> **Exercise**
Find every line in the records below that contains the word "source", and copy each such line.

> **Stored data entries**
***
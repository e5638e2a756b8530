//! Base directory resolution and virtual environment activation.
//!
//! Activation never touches the launcher's own process environment. It
//! computes the variables an `activate` script would export and hands them to
//! the child command as an overlay; dropping [`ActivatedEnvironment`] is the
//! deactivation.

use std::{
    env,
    ffi::OsString,
    path::{Path, PathBuf},
};

use tracing::{debug, info};

use crate::{
    launcher::config::BaseDirMode,
    lib::{
        errors::LaunchError,
        fs::{
            activation_script, executable_dir, interpreter_path, is_existing_dir,
            is_existing_file, venv_bin_dir,
        },
        interpreter::EnvironmentOverlay,
    },
};

const VIRTUAL_ENV: &str = "VIRTUAL_ENV";
const VIRTUAL_ENV_PROMPT: &str = "VIRTUAL_ENV_PROMPT";
const PYTHONHOME: &str = "PYTHONHOME";
const PATH: &str = "PATH";
#[cfg(windows)]
const PATH_SEPARATOR: &str = ";";
#[cfg(not(windows))]
const PATH_SEPARATOR: &str = ":";

/// Resolve the install directory for the configured mode.
pub fn resolve_base_dir(mode: &BaseDirMode) -> Result<PathBuf, LaunchError> {
    let base = match mode {
        BaseDirMode::Fixed(path) => path.clone(),
        BaseDirMode::CurrentDir => {
            env::current_dir().map_err(|err| LaunchError::BaseDirUnavailable {
                reason: format!("current directory is not accessible: {err}"),
            })?
        }
        BaseDirMode::ExecutableDir => {
            executable_dir().map_err(|err| LaunchError::BaseDirUnavailable {
                reason: format!("launcher location is not accessible: {err}"),
            })?
        }
    };

    info!(
        target: "serial_plotter_launcher::environment",
        mode = %mode,
        base_dir = %base.display(),
        "Resolved base directory"
    );
    Ok(base)
}

/// An isolated interpreter environment, active for child commands built from it.
#[derive(Debug)]
pub struct ActivatedEnvironment {
    root: PathBuf,
    activation_script: PathBuf,
    interpreter: PathBuf,
    overlay: EnvironmentOverlay,
}

impl ActivatedEnvironment {
    /// Locate `<base>/<env_subpath>` and compute its activation overlay.
    pub fn acquire(
        base: &Path,
        env_subpath: &Path,
        interpreter: &str,
    ) -> Result<Self, LaunchError> {
        Self::acquire_with_path(base, env_subpath, interpreter, env::var_os(PATH))
    }

    /// Same as [`acquire`](Self::acquire) with an explicit inherited `PATH`.
    pub fn acquire_with_path(
        base: &Path,
        env_subpath: &Path,
        interpreter: &str,
        inherited_path: Option<OsString>,
    ) -> Result<Self, LaunchError> {
        let root = base.join(env_subpath);
        let activation_script = activation_script(&root);
        if !is_existing_dir(&root) || !is_existing_file(&activation_script) {
            return Err(LaunchError::EnvironmentNotFound {
                path: activation_script,
            });
        }

        let interpreter = interpreter_path(&root, interpreter);
        if !is_existing_file(&interpreter) {
            return Err(LaunchError::InterpreterNotFound { path: interpreter });
        }

        let overlay = build_overlay(&root, inherited_path);
        debug!(
            target: "serial_plotter_launcher::environment",
            root = %root.display(),
            activation_script = %activation_script.display(),
            interpreter = %interpreter.display(),
            "Activated virtual environment"
        );

        Ok(Self {
            root,
            activation_script,
            interpreter,
            overlay,
        })
    }

    pub fn root(&self) -> &Path {
        &self.root
    }

    pub fn activation_script(&self) -> &Path {
        &self.activation_script
    }

    pub fn interpreter(&self) -> &Path {
        &self.interpreter
    }

    pub fn overlay(&self) -> &EnvironmentOverlay {
        &self.overlay
    }
}

impl Drop for ActivatedEnvironment {
    fn drop(&mut self) {
        debug!(
            target: "serial_plotter_launcher::environment",
            root = %self.root.display(),
            "Released virtual environment"
        );
    }
}

/// The inherited `PATH` is kept byte-for-byte behind the environment's bin dir,
/// the same prefixing `activate` does.
fn build_overlay(root: &Path, inherited_path: Option<OsString>) -> EnvironmentOverlay {
    let mut path = venv_bin_dir(root).into_os_string();
    if let Some(inherited) = inherited_path.filter(|value| !value.is_empty()) {
        path.push(PATH_SEPARATOR);
        path.push(inherited);
    }

    let prompt = root
        .file_name()
        .map(OsString::from)
        .unwrap_or_else(|| root.as_os_str().to_os_string());

    let mut overlay = EnvironmentOverlay::default();
    overlay
        .set
        .insert(OsString::from(VIRTUAL_ENV), root.as_os_str().to_os_string());
    overlay.set.insert(OsString::from(VIRTUAL_ENV_PROMPT), prompt);
    overlay.set.insert(OsString::from(PATH), path);
    overlay.remove.push(OsString::from(PYTHONHOME));
    overlay
}
use std::fs;

use crate::common::{run, Install};

const NOT_FOUND_EXIT: i32 = 127;
const CONFIG_EXIT: i32 = 2;

#[test]
fn missing_environment_fails_without_running_delegate() {
    let install = Install::new();
    fs::remove_file(install.env_root().join("bin/activate")).expect("can remove activate");

    let output = run(&mut install.command(&["--port", "/dev/ttyUSB0"]));

    assert_eq!(output.status.code(), Some(NOT_FOUND_EXIT), "{output:?}");
    assert!(install.recorded_argv().is_none(), "delegate must not run");
    let stderr = String::from_utf8_lossy(&output.stderr);
    assert!(stderr.contains("Virtual environment not found"), "{stderr}");
}

#[test]
fn missing_environment_directory_fails() {
    let install = Install::new();
    fs::remove_dir_all(install.env_root()).expect("can remove venv");

    let output = run(&mut install.command(&[]));

    assert_eq!(output.status.code(), Some(NOT_FOUND_EXIT), "{output:?}");
    assert!(install.recorded_argv().is_none(), "delegate must not run");
}

#[test]
fn missing_program_fails() {
    let install = Install::new();
    fs::remove_file(install.program()).expect("can remove program");

    let output = run(&mut install.command(&[]));

    assert_eq!(output.status.code(), Some(NOT_FOUND_EXIT), "{output:?}");
    assert!(install.recorded_argv().is_none(), "delegate must not run");
    let stderr = String::from_utf8_lossy(&output.stderr);
    assert!(stderr.contains("serial_plotter.py"), "{stderr}");
}

#[test]
fn relative_base_dir_override_is_rejected() {
    let install = Install::new();

    let output = run(install
        .bare_command(&[])
        .env("SERIAL_PLOTTER_BASE_DIR", "relative/install"));

    assert_eq!(output.status.code(), Some(CONFIG_EXIT), "{output:?}");
    assert!(install.recorded_argv().is_none(), "delegate must not run");
}

#[test]
fn explicit_missing_config_is_rejected() {
    let install = Install::new();

    let output = run(install
        .command(&[])
        .env("SERIAL_PLOTTER_LAUNCHER_CONFIG", install.path().join("absent.toml")));

    assert_eq!(output.status.code(), Some(CONFIG_EXIT), "{output:?}");
    assert!(install.recorded_argv().is_none(), "delegate must not run");
}
//! Run the delegated program and carry its exit status back.

use std::{process::ExitStatus, time::Duration};

use tokio::process::Child;
#[cfg(unix)]
use tokio::signal::unix::{signal, Signal, SignalKind};
use tracing::{info, warn};

use crate::{
    launcher::plan::LaunchPlan,
    lib::{
        errors::{exit_codes, LaunchError},
        interpreter::{build_interpreter_command, InterpreterCommandConfig},
        telemetry::LaunchSpan,
    },
};

/// How the delegated program ended.
#[derive(Debug, Clone, Copy, PartialEq, Eq)]
pub enum DelegateOutcome {
    /// Exited normally with this code.
    Exited(i32),
    /// Terminated by this signal (unix).
    Signaled(i32),
    /// The launcher was interrupted and no status could be collected.
    Interrupted,
}

impl DelegateOutcome {
    /// Shell-style status: the exit code, or 128 + signal.
    pub fn exit_code(&self) -> i32 {
        match self {
            DelegateOutcome::Exited(code) => *code,
            DelegateOutcome::Signaled(signal) => exit_codes::SIGNAL_BASE + signal,
            DelegateOutcome::Interrupted => i32::from(exit_codes::INTERRUPTED),
        }
    }

    /// `Ok` on status 0, `DelegateFailed` otherwise.
    pub fn into_result(self) -> Result<(), LaunchError> {
        match self.exit_code() {
            0 => Ok(()),
            exit_code => Err(LaunchError::DelegateFailed { exit_code }),
        }
    }

    fn label(&self) -> &'static str {
        match self {
            DelegateOutcome::Exited(0) => "succeeded",
            DelegateOutcome::Exited(_) => "failed",
            DelegateOutcome::Signaled(_) => "signaled",
            DelegateOutcome::Interrupted => "interrupted",
        }
    }
}

impl From<ExitStatus> for DelegateOutcome {
    fn from(status: ExitStatus) -> Self {
        if let Some(code) = status.code() {
            return DelegateOutcome::Exited(code);
        }
        #[cfg(unix)]
        {
            use std::os::unix::process::ExitStatusExt;
            if let Some(signal) = status.signal() {
                return DelegateOutcome::Signaled(signal);
            }
        }
        DelegateOutcome::Exited(1)
    }
}

/// Signal that asked the launcher to stop while the delegate was running.
#[derive(Debug, Clone, Copy, PartialEq, Eq)]
pub enum Cancellation {
    /// Ctrl-C.
    Interrupt,
    /// `SIGTERM`, as sent by `kill`, container runtimes and service managers.
    Terminate,
    /// `SIGHUP`: the controlling terminal went away.
    Hangup,
}

impl Cancellation {
    #[cfg(unix)]
    fn signal_number(self) -> libc::c_int {
        match self {
            Cancellation::Interrupt => libc::SIGINT,
            Cancellation::Terminate => libc::SIGTERM,
            Cancellation::Hangup => libc::SIGHUP,
        }
    }

    fn label(self) -> &'static str {
        match self {
            Cancellation::Interrupt => "interrupt",
            Cancellation::Terminate => "terminate",
            Cancellation::Hangup => "hangup",
        }
    }
}

/// Cancellation signal handlers, registered before the child is spawned so
/// that none of them can take the launcher down by default disposition.
#[cfg(unix)]
struct CancelListener {
    interrupt: Option<Signal>,
    terminate: Option<Signal>,
    hangup: Option<Signal>,
}

#[cfg(unix)]
impl CancelListener {
    fn install() -> Self {
        Self {
            interrupt: listen(SignalKind::interrupt(), Cancellation::Interrupt),
            terminate: listen(SignalKind::terminate(), Cancellation::Terminate),
            hangup: listen(SignalKind::hangup(), Cancellation::Hangup),
        }
    }

    async fn recv(&mut self) -> Cancellation {
        tokio::select! {
            Some(()) = next_signal(&mut self.interrupt) => Cancellation::Interrupt,
            Some(()) = next_signal(&mut self.terminate) => Cancellation::Terminate,
            Some(()) = next_signal(&mut self.hangup) => Cancellation::Hangup,
            else => std::future::pending().await,
        }
    }
}

#[cfg(unix)]
fn listen(kind: SignalKind, cancellation: Cancellation) -> Option<Signal> {
    match signal(kind) {
        Ok(stream) => Some(stream),
        Err(err) => {
            warn!(
                target: "serial_plotter_launcher::delegate",
                signal = cancellation.label(),
                reason = %err,
                "Signal handler unavailable; the delegated program may outlive the launcher"
            );
            None
        }
    }
}

#[cfg(unix)]
async fn next_signal(stream: &mut Option<Signal>) -> Option<()> {
    match stream {
        Some(stream) => stream.recv().await,
        None => None,
    }
}

#[cfg(not(unix))]
struct CancelListener;

#[cfg(not(unix))]
impl CancelListener {
    fn install() -> Self {
        Self
    }

    async fn recv(&mut self) -> Cancellation {
        match tokio::signal::ctrl_c().await {
            Ok(()) => Cancellation::Interrupt,
            Err(err) => {
                warn!(
                    target: "serial_plotter_launcher::delegate",
                    reason = %err,
                    "Ctrl-C handler unavailable; waiting for delegated program"
                );
                std::future::pending().await
            }
        }
    }
}

/// Spawn `<interpreter> <program> <args...>` and wait for it.
///
/// Ctrl-C, `SIGTERM` and `SIGHUP` are not fatal to the launcher while the
/// child runs: the signal is passed on, the child gets `shutdown_grace` to
/// exit on its own and is killed afterwards.
pub async fn run_delegate(plan: &LaunchPlan) -> Result<DelegateOutcome, LaunchError> {
    let mut command = build_interpreter_command(
        InterpreterCommandConfig {
            interpreter: plan.environment.interpreter(),
            program: &plan.program,
            overlay: plan.environment.overlay(),
        },
        &plan.args,
    );

    let mut listener = CancelListener::install();
    let span = LaunchSpan::start(&plan.program, plan.args.len());
    let mut child = match command.spawn() {
        Ok(child) => child,
        Err(source) => {
            span.finish("spawn_failed", None);
            return Err(LaunchError::SpawnFailed {
                interpreter: plan.environment.interpreter().to_path_buf(),
                source,
            });
        }
    };

    let outcome = wait_or_cancel(&mut child, &mut listener, plan.shutdown_grace).await;
    match &outcome {
        Ok(outcome) => span.finish(outcome.label(), Some(outcome.exit_code())),
        Err(_) => span.finish("wait_failed", None),
    }
    outcome
}

async fn wait_or_cancel(
    child: &mut Child,
    listener: &mut CancelListener,
    grace: Duration,
) -> Result<DelegateOutcome, LaunchError> {
    tokio::select! {
        status = child.wait() => {
            status
                .map(DelegateOutcome::from)
                .map_err(|source| LaunchError::Wait { source })
        }
        cancellation = listener.recv() => cancel_child(child, cancellation, grace).await,
    }
}

/// Pass a cancellation on to the child, then escalate to a kill after `grace`.
pub async fn cancel_child(
    child: &mut Child,
    cancellation: Cancellation,
    grace: Duration,
) -> Result<DelegateOutcome, LaunchError> {
    forward_cancellation(child, cancellation);

    match tokio::time::timeout(grace, child.wait()).await {
        Ok(status) => status
            .map(DelegateOutcome::from)
            .map_err(|source| LaunchError::Wait { source }),
        Err(_) => {
            warn!(
                target: "serial_plotter_launcher::delegate",
                signal = cancellation.label(),
                grace_secs = grace.as_secs(),
                "Delegated program ignored the cancellation; killing it"
            );
            if let Err(err) = child.start_kill() {
                warn!(
                    target: "serial_plotter_launcher::delegate",
                    reason = %err,
                    "Failed to kill delegated program"
                );
            }
            Ok(child
                .wait()
                .await
                .map(DelegateOutcome::from)
                .unwrap_or(DelegateOutcome::Interrupted))
        }
    }
}

#[cfg(unix)]
fn forward_cancellation(child: &Child, cancellation: Cancellation) {
    // A terminal Ctrl-C already reached every process in the foreground group.
    if cancellation == Cancellation::Interrupt && shares_foreground_group() {
        info!(
            target: "serial_plotter_launcher::delegate",
            "Interrupt delivered by the terminal; waiting for delegated program"
        );
        return;
    }
    let Some(pid) = child.id() else {
        return;
    };
    let Ok(pid) = libc::pid_t::try_from(pid) else {
        return;
    };
    info!(
        target: "serial_plotter_launcher::delegate",
        pid,
        signal = cancellation.label(),
        "Forwarding signal to delegated program"
    );
    // SAFETY: plain syscall on a pid we spawned and have not yet reaped.
    unsafe {
        libc::kill(pid, cancellation.signal_number());
    }
}

#[cfg(not(unix))]
fn forward_cancellation(_child: &Child, _cancellation: Cancellation) {}

#[cfg(unix)]
fn shares_foreground_group() -> bool {
    // SAFETY: only reads process state.
    let own = unsafe { libc::getpgrp() };
    foreground_group().is_some_and(|group| group == own)
}

/// Foreground process group of the controlling terminal.
///
/// Any standard stream may be redirected, so each is tried before falling
/// back to `/dev/tty`.
#[cfg(unix)]
fn foreground_group() -> Option<libc::pid_t> {
    use std::os::fd::AsRawFd;

    let standard = [libc::STDIN_FILENO, libc::STDOUT_FILENO, libc::STDERR_FILENO];
    if let Some(group) = first_foreground_group(&standard) {
        return Some(group);
    }
    let tty = std::fs::File::open("/dev/tty").ok()?;
    first_foreground_group(&[tty.as_raw_fd()])
}

#[cfg(unix)]
fn first_foreground_group(fds: &[libc::c_int]) -> Option<libc::pid_t> {
    fds.iter().find_map(|&fd| {
        // SAFETY: `tcgetpgrp` only queries the descriptor and fails cleanly on non-terminals.
        let group = unsafe { libc::tcgetpgrp(fd) };
        (group != -1).then_some(group)
    })
}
***
> **Answer to the exercise**
        Err(source) => {
                source,
                .map_err(|source| LaunchError::Wait { source })
            .map_err(|source| LaunchError::Wait { source }),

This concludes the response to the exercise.